“Maestro, sono una perdigiorno”, confessò la rana zen al suo nuovo precettore. La rana, oltremodo spigliata, nonché straordinaria-mente avvenente, si genuflesse dinanzi all’esimio. Erano giorni che cercava di provocarlo. In realtà mirava ai suoi segreti. Taluni discepoli, quelli dell’entourage più prossimo al sacro vestibolo, anticamera del corridoio che conduceva al Centro del Tempio, l’avevano sconsigliata. “Se vuoi entrare nelle sue grazie ed essere iniziata col rito – sino allora più in auge – ai misteri della sacra tetrade, c’è una sola via.”
“Qual è la via?” chiedeva pressoché confusa la rana.
“La Via è quella della Volontà – rispondeva il confratello più anziano –, ma tu non sai affatto cosa sia, in realtà, la Volontà. Non solo, qualunque spiegazione teorica, dalla più banale a quella maggiormente sofisticata, dovrà essere esperita in pratica, altrimenti non comprenderai mai di cosa stiamo parlando e com’è avvenuto sin dalla notte dei tempi traviserai questo stesso tesoro”.
La rana si ritrasse per un po’… riposò, meditò, si calmò… Poi pervasa da una nuova sete di sapere si accodò ancora alla fila di discenti per chiedere di essere accolta nell’entourage più intimo e riceverne i relativi insegnamenti. Ma stavolta si era abbigliata in modo senz’altro più consono all’austero ambiente di ricercatori di cui solo ora cominciava a coglierne l’inusitata e fraterna sobrietà. Durante quel lungo frangente che veniva designato come la somma attesa, comprese cosa significasse davvero la pazienza. Ora non si trattava più di rifiutare le lusinghe di quell’indolente del gatto effimero che allettava chiunque gli capitasse a tiro, ma senza mantenere mai le proprie promesse. Qui dovevi procedere ore su ore in rigorosissima fila sperando che il prossimo passo non tardasse di molto. Quindi non restava che rilassarsi ed emulare l’ordinario, lo scontato, i confratelli che ti precedevano come quelli che seguivano, tutti intenti a osservare il proprio inevitabile respiro…

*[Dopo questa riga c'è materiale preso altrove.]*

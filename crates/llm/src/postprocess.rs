//! Summary post-processing: terminator normalization and bullet formatting

/// Ensure summary ends with a proper sentence terminator.
///
/// Trims surrounding whitespace and appends a literal `...` when the text
/// does not already end in `.`, `!`, or `?`. Idempotent.
pub fn normalize_terminator(summary: &str) -> String {
    let trimmed = summary.trim();
    if trimmed.ends_with(['.', '!', '?']) {
        trimmed.to_string()
    } else {
        format!("{}...", trimmed)
    }
}

/// Split text into sentences.
///
/// A sentence boundary is a `.`, `!`, or `?` followed by one or more
/// spaces; the punctuation stays with the preceding sentence and the
/// spaces are consumed as the delimiter.
pub fn split_sentences(text: &str) -> Vec<&str> {
    let bytes = text.as_bytes();
    let mut sentences = Vec::new();
    let mut start = 0;
    let mut i = 0;

    while i < bytes.len() {
        let is_terminator = matches!(bytes[i], b'.' | b'!' | b'?');
        if is_terminator && i + 1 < bytes.len() && bytes[i + 1] == b' ' {
            sentences.push(&text[start..=i]);
            i += 1;
            while i < bytes.len() && bytes[i] == b' ' {
                i += 1;
            }
            start = i;
        } else {
            i += 1;
        }
    }

    if start < text.len() {
        sentences.push(&text[start..]);
    }

    sentences
}

/// Render a summary as bullet points, one sentence per line.
///
/// Output starts with a newline so the first bullet lands on its own line.
pub fn format_bullets(summary: &str) -> String {
    let points: Vec<&str> = split_sentences(summary)
        .into_iter()
        .map(|s| s.trim())
        .filter(|s| !s.is_empty())
        .collect();

    format!("\n• {}", points.join("\n• "))
}
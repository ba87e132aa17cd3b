/// TextBrief error types
#[derive(Debug, thiserror::Error)]
pub enum TextBriefError {
    /// Summarization backend error
    #[error("Backend error: {0}")]
    Backend(String),

    /// Configuration error
    #[error("Configuration error: {0}")]
    Config(String),

    /// Invalid input
    #[error("Invalid input: {0}")]
    InvalidInput(String),

    /// Internal error
    #[error("Internal error: {0}")]
    Internal(String),

    /// IO error
    #[error("IO error: {0}")]
    Io(#[from] std::io::Error),

    /// JSON serialization error
    #[error("JSON error: {0}")]
    Json(#[from] serde_json::Error),

    /// General error (anyhow integration)
    #[error(transparent)]
    Other(#[from] anyhow::Error),
}

impl TextBriefError {
    /// Create backend error
    pub fn backend<S: Into<String>>(msg: S) -> Self {
        Self::Backend(msg.into())
    }

    /// Create config error
    pub fn config<S: Into<String>>(msg: S) -> Self {
        Self::Config(msg.into())
    }

    /// Create invalid input error
    pub fn invalid_input<S: Into<String>>(msg: S) -> Self {
        Self::InvalidInput(msg.into())
    }

    /// Create internal error
    pub fn internal<S: Into<String>>(msg: S) -> Self {
        Self::Internal(msg.into())
    }
}

// HTTP response conversion (used by the server's route handlers)
impl TextBriefError {
    /// Get HTTP status code
    pub fn status_code(&self) -> u16 {
        match self {
            Self::InvalidInput(_) => 400,
            Self::Backend(_) => 500,
            Self::Config(_) => 500,
            Self::Internal(_) => 500,
            Self::Io(_) => 500,
            Self::Json(_) => 400,
            Self::Other(_) => 500,
        }
    }
}

#[cfg(test)]
mod tests {
    use super::*;

    #[test]
    fn test_status_codes() {
        assert_eq!(TextBriefError::invalid_input("empty").status_code(), 400);
        assert_eq!(TextBriefError::backend("model failed").status_code(), 500);
        assert_eq!(TextBriefError::config("bad url").status_code(), 500);
    }

    #[test]
    fn test_error_message_passthrough() {
        let err = TextBriefError::backend("connection refused");
        assert_eq!(err.to_string(), "Backend error: connection refused");
    }
}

Alla fine del lungo, tedioso e surreale percorso, la sala delle udienze: “Vi sopraggiunsi stanca, ma felice. Sennonché si dimostrò inutile. Il seggio del maestro era vuoto. Altrettanto vuota la sala delle udienze. Vuoto il respiro che avevo sinora inseguito. Vuota la volontà impiegata per non desistere. Vuoto il cipiglio per non demordere. Vuota la delusione che ti afferrava se per caso ne comprendevi l’antifona. Vuota la mente che infine si dimostrava per ciò che era: una splendida tabula rasa su cui avresti potuto incidere qualunque cosa avessi voluto mai immaginare, finché un bel satori – emerso perentoriamente anch’esso dal nulla – si dimostrò provvidenziale… e fu subito luce.”